Merck KGaA has faced a challenge in the clinical evaluation of its investigational oral TLR7/8 inhibitor, enpatoran, for systemic lupus erythematosus (SLE). Although the drug did not achieve the primary endpoint in the latest phase 2 trial, the company has determined that continued development is justified. This decision is based on the positive responses observed in certain patient subgroups, as well as the encouraging results previously reported in a different form of lupus.
The phase 2 study was designed to assess enpatoran in two distinct patient populations: individuals diagnosed with systemic lupus erythematosus and those affected by cutaneous lupus erythematosus (CLE). In late 2023, Merck disclosed that the CLE cohort had exhibited favorable outcomes, indicating a meaningful therapeutic effect in that group.
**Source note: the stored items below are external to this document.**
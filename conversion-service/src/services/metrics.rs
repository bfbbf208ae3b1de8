//! Metrics collection and Prometheus export.
//!
//! Initializes the metrics exporter and provides the /metrics endpoint handler.

use crate::models::ConversionKind;
use metrics_exporter_prometheus::{PrometheusBuilder, PrometheusHandle};
use std::sync::OnceLock;
use std::time::Duration;

/// Global handle to the Prometheus recorder.
pub static METRICS_HANDLE: OnceLock<PrometheusHandle> = OnceLock::new();

/// Initialize the metrics recorder.
///
/// Must be called once at startup before any metrics are recorded. Later
/// calls are ignored.
pub fn init_metrics() {
    if METRICS_HANDLE.get().is_some() {
        return;
    }

    match PrometheusBuilder::new().install_recorder() {
        Ok(handle) => {
            let _ = METRICS_HANDLE.set(handle);
        }
        Err(e) => tracing::warn!(error = %e, "Failed to install Prometheus recorder"),
    }
}

/// Get the current metrics in Prometheus text format.
pub fn get_metrics() -> String {
    METRICS_HANDLE
        .get()
        .map(|handle| handle.render())
        .unwrap_or_else(|| "# Metrics recorder not initialized".to_string())
}

pub fn record_conversion_started(kind: ConversionKind) {
    metrics::counter!("conversion_requests_total", "kind" => kind.as_str()).increment(1);
}

pub fn record_conversion_finished(kind: ConversionKind, elapsed: Duration, success: bool) {
    if !success {
        metrics::counter!("conversion_failures_total", "kind" => kind.as_str()).increment(1);
    }
    metrics::histogram!("conversion_duration_seconds", "kind" => kind.as_str())
        .record(elapsed.as_secs_f64());
}
use crate::error::AppError;
use config::{Config as Cfg, File};
use serde::Deserialize;

/// Settings shared by every service: bind port and log filter.
#[derive(Debug, Deserialize, Clone)]
pub struct Config {
    #[serde(default = "default_port")]
    pub port: u16,
    #[serde(default = "default_log_level")]
    pub log_level: String,
}

fn default_port() -> u16 {
    8080
}

fn default_log_level() -> String {
    "info".to_string()
}

impl Default for Config {
    fn default() -> Self {
        Self {
            port: default_port(),
            log_level: default_log_level(),
        }
    }
}

impl Config {
    pub fn load() -> Result<Self, AppError> {
        dotenvy::dotenv().ok();

        let config = Cfg::builder()
            .add_source(File::with_name("configuration").required(false))
            .add_source(config::Environment::with_prefix("APP").separator("__"))
            .build()?;

        Ok(config.try_deserialize()?)
    }
}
However, the portion of the study focused on SLE patients did not meet its primary objective, which involved evaluating treatment responses through a composite scale after 24 weeks of daily administration. Despite this overall outcome, Merck noted that certain predefined subgroups demonstrated promising responses to the treatment. Given these subgroup findings, combined with the CLE success and enpatoran’s safety profile, the company has decided to move forward with further research and clinical evaluation.
At this stage, Merck has not provided specific data to substantiate its conclusions. Instead, the company has relied on qualitative assessments of the study results to justify its decision. The safety profile of enpatoran also played a key role in the company’s decision-making process, as it suggests a favorable risk-benefit balance that may support continued investigation.
Enpatoran remains one of the most advanced assets within Merck’s neurology and immunology research pipeline. In addition to its potential applications in lupus, the company is also studying the drug’s efficacy in treating idiopathic inflammatory myopathies. Alongside enpatoran, cladribine represents another key candidate within Merck’s portfolio, currently progressing through phase 3 development as a potential treatment for generalized myasthenia gravis. The strategic importance of these two drug candidates has grown, particularly in light of setbacks experienced with other investigational compounds.

Merck’s shifting clinical priorities reflect broader challenges in drug development. In 2020, the company identified enpatoran, evobrutinib, and xevinapant as three key programs expected to drive future growth. However, evobrutinib was discontinued after failing to meet expectations in a phase 3 trial in late 2023, while xevinapant was dropped in mid-2024 following an interim phase 3 analysis that indicated it was unlikely to deliver the desired outcomes. These developments have reinforced the importance of enpatoran and cladribine in Merck’s ongoing research and development efforts.